- **Task item**
Without skipping anything, print all of the data exactly.

Start of Record extracts

//! Line-oriented input parsing and command mapping for the terminal client.

use backend_core::{FeedCommand, MessageId, ProfileUpdate};
use thiserror::Error;

pub const HELP_TEXT: &str = "\
commands:
  <text>                   post a message (prefix with // to start with a slash)
  /edit <id> <text>        replace the content of one of your messages
  /delete <id>             delete one of your messages
  /login <user> <pass>     sign in
  /register <user> <pass>  create an account
  /logout                  sign out and forget the stored credential
  /attach | /detach        start or stop following the feed
  /refresh                 poll now
  /profile                 show your profile
  /profile <field> <value> change email, first or last name
  /help                    show this text
  /quit                    exit";

/// One parsed line of user input.
#[derive(Debug, Clone, PartialEq, Eq)]
pub enum Input {
    Send(String),
    Edit { id: MessageId, content: String },
    Delete(MessageId),
    Login { username: String, password: String },
    Register { username: String, password: String },
    Logout,
    Attach,
    Detach,
    Refresh,
    ShowProfile,
    UpdateProfile(ProfileUpdate),
    Help,
    Quit,
    Empty,
}

/// Input lines that cannot be turned into an action.
#[derive(Debug, Clone, PartialEq, Eq, Error)]
pub enum InputError {
    #[error("unknown command '/{0}'; type /help")]
    UnknownCommand(String),
    #[error("usage: {0}")]
    Usage(&'static str),
    #[error("'{0}' is not a message id")]
    InvalidId(String),
    #[error("unknown profile field '{0}'; use email, first or last")]
    UnknownProfileField(String),
}

/// Parse one line typed by the user.
pub fn parse_input(line: &str) -> Result<Input, InputError> {
    let line = line.trim_end_matches(['\r', '\n']);
    if line.trim().is_empty() {
        return Ok(Input::Empty);
    }

    if let Some(escaped) = line.strip_prefix("//") {
        return Ok(Input::Send(format!("/{escaped}")));
    }
    let Some(rest) = line.strip_prefix('/') else {
        return Ok(Input::Send(line.to_owned()));
    };

    let (name, args) = split_word(rest);
    match name {
        "edit" | "e" => {
            let (id, content) = split_word(args);
            if id.is_empty() || content.is_empty() {
                return Err(InputError::Usage("/edit <id> <text>"));
            }
            Ok(Input::Edit {
                id: parse_id(id)?,
                content: content.to_owned(),
            })
        }
        "delete" | "rm" => {
            let (id, extra) = split_word(args);
            if id.is_empty() || !extra.is_empty() {
                return Err(InputError::Usage("/delete <id>"));
            }
            Ok(Input::Delete(parse_id(id)?))
        }
        "login" => {
            let (username, password) = credentials(args, "/login <user> <pass>")?;
            Ok(Input::Login { username, password })
        }
        "register" => {
            let (username, password) = credentials(args, "/register <user> <pass>")?;
            Ok(Input::Register { username, password })
        }
        "logout" => Ok(Input::Logout),
        "attach" => Ok(Input::Attach),
        "detach" => Ok(Input::Detach),
        "refresh" | "r" => Ok(Input::Refresh),
        "profile" | "me" => profile_input(args),
        "help" | "?" => Ok(Input::Help),
        "quit" | "exit" | "q" => Ok(Input::Quit),
        other => Err(InputError::UnknownCommand(other.to_owned())),
    }
}

/// Session/lifecycle inputs map straight onto runtime commands.
///
/// Mutations go through the handle so they get a transaction id, and
/// `Help`/`Quit`/`Empty` never reach the runtime.
pub fn lifecycle_command(input: &Input) -> Option<FeedCommand> {
    match input {
        Input::Login { username, password } => Some(FeedCommand::Login {
            username: username.clone(),
            password: password.clone(),
        }),
        Input::Register { username, password } => Some(FeedCommand::Register {
            username: username.clone(),
            password: password.clone(),
        }),
        Input::Logout => Some(FeedCommand::Logout),
        Input::Attach => Some(FeedCommand::Attach),
        Input::Detach => Some(FeedCommand::Detach),
        Input::Refresh => Some(FeedCommand::Refresh),
        Input::ShowProfile => Some(FeedCommand::LoadProfile),
        Input::UpdateProfile(update) => Some(FeedCommand::UpdateProfile(update.clone())),
        Input::Send(_)
        | Input::Edit { .. }
        | Input::Delete(_)
        | Input::Help
        | Input::Quit
        | Input::Empty => None,
    }
}

/// Commands issued once the terminal starts.
pub fn startup_command_sequence(
    credential_restored: bool,
    auto_login: Option<(String, String)>,
) -> Vec<FeedCommand> {
    if credential_restored {
        return vec![FeedCommand::Attach];
    }
    match auto_login {
        Some((username, password)) => vec![FeedCommand::Login { username, password }],
        None => Vec::new(),
    }
}

fn split_word(input: &str) -> (&str, &str) {
    let input = input.trim_start();
    match input.find(char::is_whitespace) {
        Some(idx) => (&input[..idx], input[idx..].trim_start()),
        None => (input, ""),
    }
}

fn parse_id(raw: &str) -> Result<MessageId, InputError> {
    match raw.parse::<i64>() {
        Ok(id) if id > 0 => Ok(MessageId(id)),
        _ => Err(InputError::InvalidId(raw.to_owned())),
    }
}

fn profile_input(args: &str) -> Result<Input, InputError> {
    let (field, value) = split_word(args);
    if field.is_empty() {
        return Ok(Input::ShowProfile);
    }
    if value.is_empty() {
        return Err(InputError::Usage("/profile <email|first|last> <value>"));
    }

    let value = Some(value.to_owned());
    let update = match field {
        "email" => ProfileUpdate {
            email: value,
            ..ProfileUpdate::default()
        },
        "first" | "first_name" => ProfileUpdate {
            first_name: value,
            ..ProfileUpdate::default()
        },
        "last" | "last_name" => ProfileUpdate {
            last_name: value,
            ..ProfileUpdate::default()
        },
        other => return Err(InputError::UnknownProfileField(other.to_owned())),
    };
    Ok(Input::UpdateProfile(update))
}

fn credentials(args: &str, usage: &'static str) -> Result<(String, String), InputError> {
    let (username, password) = split_word(args);
    if username.is_empty() || password.is_empty() {
        return Err(InputError::Usage(usage));
    }
    Ok((username.to_owned(), password.to_owned()))
}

End of Record extracts

- **Exercise output**
//! Line-oriented input parsing and command mapping for the terminal client.

use backend_core::{FeedCommand, MessageId, ProfileUpdate};
use thiserror::Error;

pub const HELP_TEXT: &str = "\
commands:
  <text>                   post a message (prefix with // to start with a slash)
  /edit <id> <text>        replace the content of one of your messages
  /delete <id>             delete one of your messages
  /login <user> <pass>     sign in
  /register <user> <pass>  create an account
  /logout                  sign out and forget the stored credential
  /attach | /detach        start or stop following the feed
  /refresh                 poll now
  /profile                 show your profile
  /profile <field> <value> change email, first or last name
  /help                    show this text
  /quit                    exit";

/// One parsed line of user input.
#[derive(Debug, Clone, PartialEq, Eq)]
pub enum Input {
    Send(String),
    Edit { id: MessageId, content: String },
    Delete(MessageId),
    Login { username: String, password: String },
    Register { username: String, password: String },
    Logout,
    Attach,
    Detach,
    Refresh,
    ShowProfile,
    UpdateProfile(ProfileUpdate),
    Help,
    Quit,
    Empty,
}

/// Input lines that cannot be turned into an action.
#[derive(Debug, Clone, PartialEq, Eq, Error)]
pub enum InputError {
    #[error("unknown command '/{0}'; type /help")]
    UnknownCommand(String),
    #[error("usage: {0}")]
    Usage(&'static str),
    #[error("'{0}' is not a message id")]
    InvalidId(String),
    #[error("unknown profile field '{0}'; use email, first or last")]
    UnknownProfileField(String),
}

/// Parse one line typed by the user.
pub fn parse_input(line: &str) -> Result<Input, InputError> {
    let line = line.trim_end_matches(['\r', '\n']);
    if line.trim().is_empty() {
        return Ok(Input::Empty);
    }

    if let Some(escaped) = line.strip_prefix("//") {
        return Ok(Input::Send(format!("/{escaped}")));
    }
    let Some(rest) = line.strip_prefix('/') else {
        return Ok(Input::Send(line.to_owned()));
    };

    let (name, args) = split_word(rest);
    match name {
        "edit" | "e" => {
            let (id, content) = split_word(args);
            if id.is_empty() || content.is_empty() {
                return Err(InputError::Usage("/edit <id> <text>"));
            }
            Ok(Input::Edit {
                id: parse_id(id)?,
                content: content.to_owned(),
            })
        }
        "delete" | "rm" => {
            let (id, extra) = split_word(args);
            if id.is_empty() || !extra.is_empty() {
                return Err(InputError::Usage("/delete <id>"));
            }
            Ok(Input::Delete(parse_id(id)?))
        }
        "login" => {
            let (username, password) = credentials(args, "/login <user> <pass>")?;
            Ok(Input::Login { username, password })
        }
        "register" => {
            let (username, password) = credentials(args, "/register <user> <pass>")?;
            Ok(Input::Register { username, password })
        }
        "logout" => Ok(Input::Logout),
        "attach" => Ok(Input::Attach),
        "detach" => Ok(Input::Detach),
        "refresh" | "r" => Ok(Input::Refresh),
        "profile" | "me" => profile_input(args),
        "help" | "?" => Ok(Input::Help),
        "quit" | "exit" | "q" => Ok(Input::Quit),
        other => Err(InputError::UnknownCommand(other.to_owned())),
    }
}

/// Session/lifecycle inputs map straight onto runtime commands.
///
/// Mutations go through the handle so they get a transaction id, and
/// `Help`/`Quit`/`Empty` never reach the runtime.
pub fn lifecycle_command(input: &Input) -> Option<FeedCommand> {
    match input {
        Input::Login { username, password } => Some(FeedCommand::Login {
            username: username.clone(),
            password: password.clone(),
        }),
        Input::Register { username, password } => Some(FeedCommand::Register {
            username: username.clone(),
            password: password.clone(),
        }),
        Input::Logout => Some(FeedCommand::Logout),
        Input::Attach => Some(FeedCommand::Attach),
        Input::Detach => Some(FeedCommand::Detach),
        Input::Refresh => Some(FeedCommand::Refresh),
        Input::ShowProfile => Some(FeedCommand::LoadProfile),
        Input::UpdateProfile(update) => Some(FeedCommand::UpdateProfile(update.clone())),
        Input::Send(_)
        | Input::Edit { .. }
        | Input::Delete(_)
        | Input::Help
        | Input::Quit
        | Input::Empty => None,
    }
}

/// Commands issued once the terminal starts.
pub fn startup_command_sequence(
    credential_restored: bool,
    auto_login: Option<(String, String)>,
) -> Vec<FeedCommand> {
    if credential_restored {
        return vec![FeedCommand::Attach];
    }
    match auto_login {
        Some((username, password)) => vec![FeedCommand::Login { username, password }],
        None => Vec::new(),
    }
}

fn split_word(input: &str) -> (&str, &str) {
    let input = input.trim_start();
    match input.find(char::is_whitespace) {
        Some(idx) => (&input[..idx], input[idx..].trim_start()),
        None => (input, ""),
    }
}

fn parse_id(raw: &str) -> Result<MessageId, InputError> {
    match raw.parse::<i64>() {
        Ok(id) if id > 0 => Ok(MessageId(id)),
        _ => Err(InputError::InvalidId(raw.to_owned())),
    }
}

fn profile_input(args: &str) -> Result<Input, InputError> {
    let (field, value) = split_word(args);
    if field.is_empty() {
        return Ok(Input::ShowProfile);
    }
    if value.is_empty() {
        return Err(InputError::Usage("/profile <email|first|last> <value>"));
    }

    let value = Some(value.to_owned());
    let update = match field {
        "email" => ProfileUpdate {
            email: value,
            ..ProfileUpdate::default()
        },
        "first" | "first_name" => ProfileUpdate {
            first_name: value,
            ..ProfileUpdate::default()
        },
        "last" | "last_name" => ProfileUpdate {
            last_name: value,
            ..ProfileUpdate::default()
        },
        other => return Err(InputError::UnknownProfileField(other.to_owned())),
    };
    Ok(Input::UpdateProfile(update))
}

fn credentials(args: &str, usage: &'static str) -> Result<(String, String), InputError> {
    let (username, password) = split_word(args);
    if username.is_empty() || password.is_empty() {
        return Err(InputError::Usage(usage));
    }
    Ok((username.to_owned(), password.to_owned()))
}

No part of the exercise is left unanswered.